Ici, la maman est plus ou moins partie. Reste le papa. Et tout autour un champ de ruines. Les voisins ont accepté d’être relogés ailleurs. Lui non. La lutte est forcément inégale. La « réhabilitation » de la cité a un parfum de désespoir.

[Gérald Rossi, L’Humanité, 26 janvier 2024]


« La mère absente est partie, le père - cigarette à la lèvre et maintien respectable d’ouvrier - est dévasté par la maison brisée. Les rêves et la vie intérieure enfantine composent un récit polyphonique de visions récurrentes, donnant la parole aux autres - père, mère, maître d’école, stagiaire-institutrice, agent immobilier.
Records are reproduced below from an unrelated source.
//! Random reconciliation scenario generation.
//!
//! Builds a partner book, a pool of open invoices and a batch of bank
//! statement lines. A configurable share of the lines embeds an
//! invoice reference in the label, so matching by communication can be
//! exercised alongside partner-only and no-match paths.

use crate::core::account::AccountId;
use crate::core::candidate::{CandidateLine, DocumentKind};
use crate::core::currency::{CurrencyCode, CurrencyTable};
use crate::core::journal::JournalId;
use crate::core::partner::{Partner, PartnerBook, PartnerId};
use crate::core::statement::StatementLine;
use crate::matching::context::MatchContext;
use rand::Rng;
use rust_decimal::Decimal;
use serde::{Deserialize, Serialize};

/// Configuration for generating a random reconciliation scenario.
#[derive(Debug, Clone)]
pub struct ScenarioConfig {
    /// Number of partners to create.
    pub partner_count: usize,
    /// Number of open invoices in the candidate pool.
    pub invoice_count: usize,
    /// Number of statement lines in the batch.
    pub line_count: usize,
    /// Share of statement lines whose label carries an invoice
    /// reference, in `0.0..=1.0`.
    pub reference_hit_ratio: f64,
    /// Minimum invoice amount.
    pub min_amount: Decimal,
    /// Maximum invoice amount.
    pub max_amount: Decimal,
    /// Company currency.
    pub currency: CurrencyCode,
}

impl Default for ScenarioConfig {
    fn default() -> Self {
        Self {
            partner_count: 10,
            invoice_count: 50,
            line_count: 40,
            reference_hit_ratio: 0.6,
            min_amount: Decimal::from(50),
            max_amount: Decimal::from(25_000),
            currency: CurrencyCode::new("USD"),
        }
    }
}

/// A generated batch: reference data, open invoices, statement lines.
#[derive(Debug, Clone, Serialize, Deserialize)]
pub struct Scenario {
    pub context: MatchContext,
    pub candidates: Vec<CandidateLine>,
    pub lines: Vec<StatementLine>,
}

/// Generate a random reconciliation scenario.
pub fn generate_scenario(config: &ScenarioConfig) -> Scenario {
    let mut rng = rand::thread_rng();

    let mut partners = PartnerBook::new();
    let partner_ids: Vec<PartnerId> = (0..config.partner_count)
        .map(|i| {
            let id = PartnerId::new(format!("PARTNER-{:03}", i));
            partners.insert(Partner::new(
                id.clone(),
                format!("Partner {:03}", i),
                AccountId::new("121000"),
                AccountId::new("211000"),
            ));
            id
        })
        .collect();

    let journal = JournalId::new("BNK1");
    let mut context = MatchContext::new(CurrencyTable::new(config.currency.clone()))
        .with_partners(partners);
    context.set_journal_account(journal.clone(), AccountId::new("101401"));

    let min_f64: f64 = config.min_amount.to_string().parse().unwrap_or(50.0);
    let max_f64: f64 = config.max_amount.to_string().parse().unwrap_or(25_000.0);

    let mut candidates = Vec::with_capacity(config.invoice_count);
    for i in 0..config.invoice_count {
        let reference = format!("INV/2026/{:04}", i + 1);
        let amount_f64 = rng.gen_range(min_f64..max_f64);
        let residual = Decimal::from_f64_retain(amount_f64)
            .unwrap_or(Decimal::from(100))
            .round_dp(2);
        let partner = &partner_ids[rng.gen_range(0..partner_ids.len())];
        candidates.push(
            CandidateLine::new(
                reference.clone(),
                DocumentKind::CustomerInvoice,
                AccountId::new("121000"),
                residual,
            )
            .with_reference(reference)
            .with_partner(partner.clone()),
        );
    }

    let mut lines = Vec::with_capacity(config.line_count);
    for i in 0..config.line_count {
        let hit = !candidates.is_empty() && rng.gen_bool(config.reference_hit_ratio);
        let line = if hit {
            // Pay a random invoice in full, quoting its reference.
            let invoice = &candidates[rng.gen_range(0..candidates.len())];
            let reference = invoice.reference().unwrap_or(invoice.label());
            let mut line = StatementLine::new(
                format!("WIRE {} SEQ{:04}", reference, i),
                invoice.residual(),
                journal.clone(),
            );
            if let Some(partner) = invoice.partner() {
                line = line.with_partner(partner.clone());
            }
            line
        } else {
            let amount_f64 = rng.gen_range(min_f64..max_f64);
            let amount = Decimal::from_f64_retain(amount_f64)
                .unwrap_or(Decimal::from(100))
                .round_dp(2);
            StatementLine::new(format!("TRANSFER SEQ{:04}", i), amount, journal.clone())
        };
        lines.push(line);
    }

    Scenario {
        context,
        candidates,
        lines,
    }
}
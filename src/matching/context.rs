use crate::core::account::AccountId;
use crate::core::currency::{CurrencyCode, CurrencyTable};
use crate::core::journal::JournalId;
use crate::core::partner::PartnerBook;
use crate::core::statement::StatementLine;
use crate::core::tax::TaxTable;
use serde::{Deserialize, Serialize};
use std::collections::HashMap;

/// Shared reference data the matcher evaluates against.
///
/// Bundles the currency precision table, the partner registry, tax
/// definitions and per-journal configuration: the liquidity account
/// (the account the statement-line side of a posted entry goes to)
/// and, for foreign-currency journals, the journal's own currency.
#[derive(Debug, Clone, Serialize, Deserialize)]
pub struct MatchContext {
    pub currencies: CurrencyTable,
    #[serde(default)]
    pub partners: PartnerBook,
    #[serde(default)]
    pub taxes: TaxTable,
    #[serde(default)]
    pub journal_accounts: HashMap<JournalId, AccountId>,
    /// Currency of foreign-currency journals. Journals without an
    /// entry run in the company currency.
    #[serde(default)]
    pub journal_currencies: HashMap<JournalId, CurrencyCode>,
}

impl MatchContext {
    pub fn new(currencies: CurrencyTable) -> Self {
        Self {
            currencies,
            partners: PartnerBook::new(),
            taxes: TaxTable::new(),
            journal_accounts: HashMap::new(),
            journal_currencies: HashMap::new(),
        }
    }

    pub fn with_partners(mut self, partners: PartnerBook) -> Self {
        self.partners = partners;
        self
    }

    pub fn with_taxes(mut self, taxes: TaxTable) -> Self {
        self.taxes = taxes;
        self
    }

    pub fn set_journal_account(&mut self, journal: JournalId, account: AccountId) {
        self.journal_accounts.insert(journal, account);
    }

    /// The liquidity account of a bank journal, when configured.
    pub fn journal_account(&self, journal: &JournalId) -> Option<&AccountId> {
        self.journal_accounts.get(journal)
    }

    pub fn set_journal_currency(&mut self, journal: JournalId, currency: CurrencyCode) {
        self.journal_currencies.insert(journal, currency);
    }

    /// The explicit currency of a journal, when configured.
    pub fn journal_currency(&self, journal: &JournalId) -> Option<&CurrencyCode> {
        self.journal_currencies.get(journal)
    }

    /// The currency a statement line's amounts are expressed in: the
    /// line's explicit currency, else the journal's, else the company
    /// currency.
    pub fn line_currency(&self, line: &StatementLine) -> CurrencyCode {
        line.currency()
            .or_else(|| self.journal_currency(line.journal()))
            .cloned()
            .unwrap_or_else(|| self.currencies.company_currency().clone())
    }
}
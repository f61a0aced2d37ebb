//! reconcile-engine CLI
//!
//! Run rules-driven bank reconciliation from the command line.
//!
//! # Usage
//!
//! ```bash
//! # Match a statement batch against rules
//! reconcile-engine match --rules rules.json --scenario batch.json
//!
//! # Output as JSON
//! reconcile-engine match --rules rules.json --scenario batch.json --format json
//!
//! # Generate a random scenario for testing
//! reconcile-engine generate --partners 10 --invoices 50 --lines 40
//! ```

use reconcile_engine::matching::matcher::{MatchOptions, MatchStatus, ReconcileEngine};
use reconcile_engine::rules::model::ReconcileModel;
use reconcile_engine::simulation::scenario::{generate_scenario, Scenario, ScenarioConfig};
use std::fs;
use std::process;

fn print_usage() {
    eprintln!(
        r#"reconcile-engine — rules-driven bank statement reconciliation

USAGE:
    reconcile-engine <COMMAND> [OPTIONS]

COMMANDS:
    match       Match a statement batch against reconciliation rules
    generate    Generate a random scenario (for testing)
    help        Show this message

OPTIONS (match):
    --rules <FILE>      Path to JSON rules file
    --scenario <FILE>   Path to JSON scenario file (context, candidates, lines)
    --format <FORMAT>   Output format: text (default) or json

OPTIONS (generate):
    --partners <N>      Number of partners (default: 10)
    --invoices <N>      Number of open invoices (default: 50)
    --lines <N>         Number of statement lines (default: 40)
    --hit-ratio <F>     Share of lines quoting an invoice reference (default: 0.6)
    --output <FILE>     Write to file instead of stdout

EXAMPLES:
    reconcile-engine match --rules rules.json --scenario batch.json
    reconcile-engine match --rules rules.json --scenario batch.json --format json
    reconcile-engine generate --partners 20 --invoices 100 --lines 80
    reconcile-engine generate --lines 500 --hit-ratio 0.9 --output batch.json"#
    );
}

/// JSON schema for the rules file.
#[derive(serde::Deserialize)]
struct RulesFile {
    rules: Vec<ReconcileModel>,
}

fn load_rules(path: &str) -> Vec<ReconcileModel> {
    let content = fs::read_to_string(path).unwrap_or_else(|e| {
        eprintln!("Error reading file '{}': {}", path, e);
        process::exit(1);
    });

    let file: RulesFile = serde_json::from_str(&content).unwrap_or_else(|e| {
        eprintln!("Error parsing JSON: {}", e);
        eprintln!("Expected format:");
        eprintln!(
            r#"{{
  "rules": [
    {{ "id": 1, "name": "Invoice matching", "rule_type": "invoices" }}
  ]
}}"#
        );
        process::exit(1);
    });
    file.rules
}

fn load_scenario(path: &str) -> Scenario {
    let content = fs::read_to_string(path).unwrap_or_else(|e| {
        eprintln!("Error reading file '{}': {}", path, e);
        process::exit(1);
    });

    serde_json::from_str(&content).unwrap_or_else(|e| {
        eprintln!("Error parsing JSON: {}", e);
        process::exit(1);
    })
}

fn cmd_match(args: &[String]) {
    let mut rules_path = None;
    let mut scenario_path = None;
    let mut format = "text".to_string();
    let mut i = 0;
    while i < args.len() {
        match args[i].as_str() {
            "--rules" => {
                i += 1;
                rules_path = Some(args.get(i).cloned().unwrap_or_else(|| {
                    eprintln!("--rules requires a file path");
                    process::exit(1);
                }));
            }
            "--scenario" => {
                i += 1;
                scenario_path = Some(args.get(i).cloned().unwrap_or_else(|| {
                    eprintln!("--scenario requires a file path");
                    process::exit(1);
                }));
            }
            "--format" => {
                i += 1;
                format = args.get(i).cloned().unwrap_or_else(|| {
                    eprintln!("--format requires 'text' or 'json'");
                    process::exit(1);
                });
            }
            _ => {
                eprintln!("Unknown option: {}", args[i]);
                process::exit(1);
            }
        }
        i += 1;
    }

    let rules_path = rules_path.unwrap_or_else(|| {
        eprintln!("Error: --rules <FILE> is required");
        process::exit(1);
    });
    let scenario_path = scenario_path.unwrap_or_else(|| {
        eprintln!("Error: --scenario <FILE> is required");
        process::exit(1);
    });

    let rules = load_rules(&rules_path);
    let scenario = load_scenario(&scenario_path);

    let engine = ReconcileEngine::new(rules).unwrap_or_else(|e| {
        eprintln!("Invalid rule configuration: {}", e);
        process::exit(1);
    });

    let results = engine.run(
        &scenario.lines,
        &scenario.candidates,
        &scenario.context,
        &MatchOptions::new(),
    );

    if format == "json" {
        println!("{}", serde_json::to_string_pretty(&results).unwrap());
    } else {
        let mut matched = 0;
        let mut reconciled = 0;
        for (line, result) in scenario.lines.iter().zip(&results) {
            match result.status {
                MatchStatus::None if result.model.is_none() => {
                    println!("  {:<40} no match", truncate(line.label(), 40));
                    continue;
                }
                _ => {}
            }
            matched += 1;
            let rule = result.model_name.as_deref().unwrap_or("-");
            let status = match result.status {
                MatchStatus::Reconciled => {
                    reconciled += 1;
                    "reconciled"
                }
                MatchStatus::WriteOff => "write-off suggested",
                MatchStatus::None => "suggested",
            };
            println!(
                "  {:<40} {:<20} rule '{}', {} candidate(s)",
                truncate(line.label(), 40),
                status,
                rule,
                result.candidate_ids.len()
            );
        }
        println!(
            "\n{} lines, {} matched, {} auto-reconciled",
            results.len(),
            matched,
            reconciled
        );
    }
}

fn truncate(s: &str, max: usize) -> String {
    s.chars().take(max).collect()
}

fn cmd_generate(args: &[String]) {
    let mut config = ScenarioConfig::default();
    let mut output_path: Option<String> = None;
    let mut i = 0;
    while i < args.len() {
        match args[i].as_str() {
            "--partners" => {
                i += 1;
                config.partner_count = args.get(i).and_then(|s| s.parse().ok()).unwrap_or_else(|| {
                    eprintln!("--partners requires a number");
                    process::exit(1);
                });
            }
            "--invoices" => {
                i += 1;
                config.invoice_count = args.get(i).and_then(|s| s.parse().ok()).unwrap_or_else(|| {
                    eprintln!("--invoices requires a number");
                    process::exit(1);
                });
            }
            "--lines" => {
                i += 1;
                config.line_count = args.get(i).and_then(|s| s.parse().ok()).unwrap_or_else(|| {
                    eprintln!("--lines requires a number");
                    process::exit(1);
                });
            }
            "--hit-ratio" => {
                i += 1;
                config.reference_hit_ratio =
                    args.get(i).and_then(|s| s.parse().ok()).unwrap_or_else(|| {
                        eprintln!("--hit-ratio requires a number in 0.0..=1.0");
                        process::exit(1);
                    });
            }
            "--output" => {
                i += 1;
                output_path = Some(args.get(i).cloned().unwrap_or_else(|| {
                    eprintln!("--output requires a file path");
                    process::exit(1);
                }));
            }
            _ => {
                eprintln!("Unknown option: {}", args[i]);
                process::exit(1);
            }
        }
        i += 1;
    }

    let scenario = generate_scenario(&config);
    let json = serde_json::to_string_pretty(&scenario).unwrap();

    if let Some(path) = output_path {
        fs::write(&path, &json).unwrap_or_else(|e| {
            eprintln!("Error writing to '{}': {}", path, e);
            process::exit(1);
        });
        eprintln!(
            "Generated {} statement lines against {} invoices → {}",
            scenario.lines.len(),
            scenario.candidates.len(),
            path
        );
    } else {
        println!("{}", json);
    }
}

fn main() {
    env_logger::init();

    let args: Vec<String> = std::env::args().collect();

    if args.len() < 2 {
        print_usage();
        process::exit(1);
    }

    let command = args[1].as_str();
    let rest = &args[2..];

    match command {
        "match" => cmd_match(rest),
        "generate" => cmd_generate(rest),
        "help" | "--help" | "-h" => print_usage(),
        _ => {
            eprintln!("Unknown command: {}", command);
            print_usage();
            process::exit(1);
        }
    }
}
Oratorio sacré interprété par trois actrices-musiciennes, au plus près des liens entre texte et musique, sensibles au chuchotement comme à la déclamation de Magali Mougel, écriture sinueuse - courbes, boucles rondes, précautions, tresses végétales. (…)

Une écriture vivante et poétique s’approchant de l’infiniment petit, puis embrassant la perspective d’une contemplation, dans l’urgence et les dialogues. Les visions du passé s’effacent face à la catastrophe imminente d’un dé-logement. Rêves et fictions, cauchemars et inventions, l’enfant s’active en égrenant ses réactions face à des réalités d’adultes trop lourdes,

Le récit de son expérience précoce ne ménage pas les souffrances des jours qui passent - pourtant, les épreuves décrites concilient le détachement et l’humour dans l’analyse, comme si la locutrice retombait sur ses pieds au-delà de sa vulnérabilité, éludant la laideur d’un décor et d’un monde qui s’éteint.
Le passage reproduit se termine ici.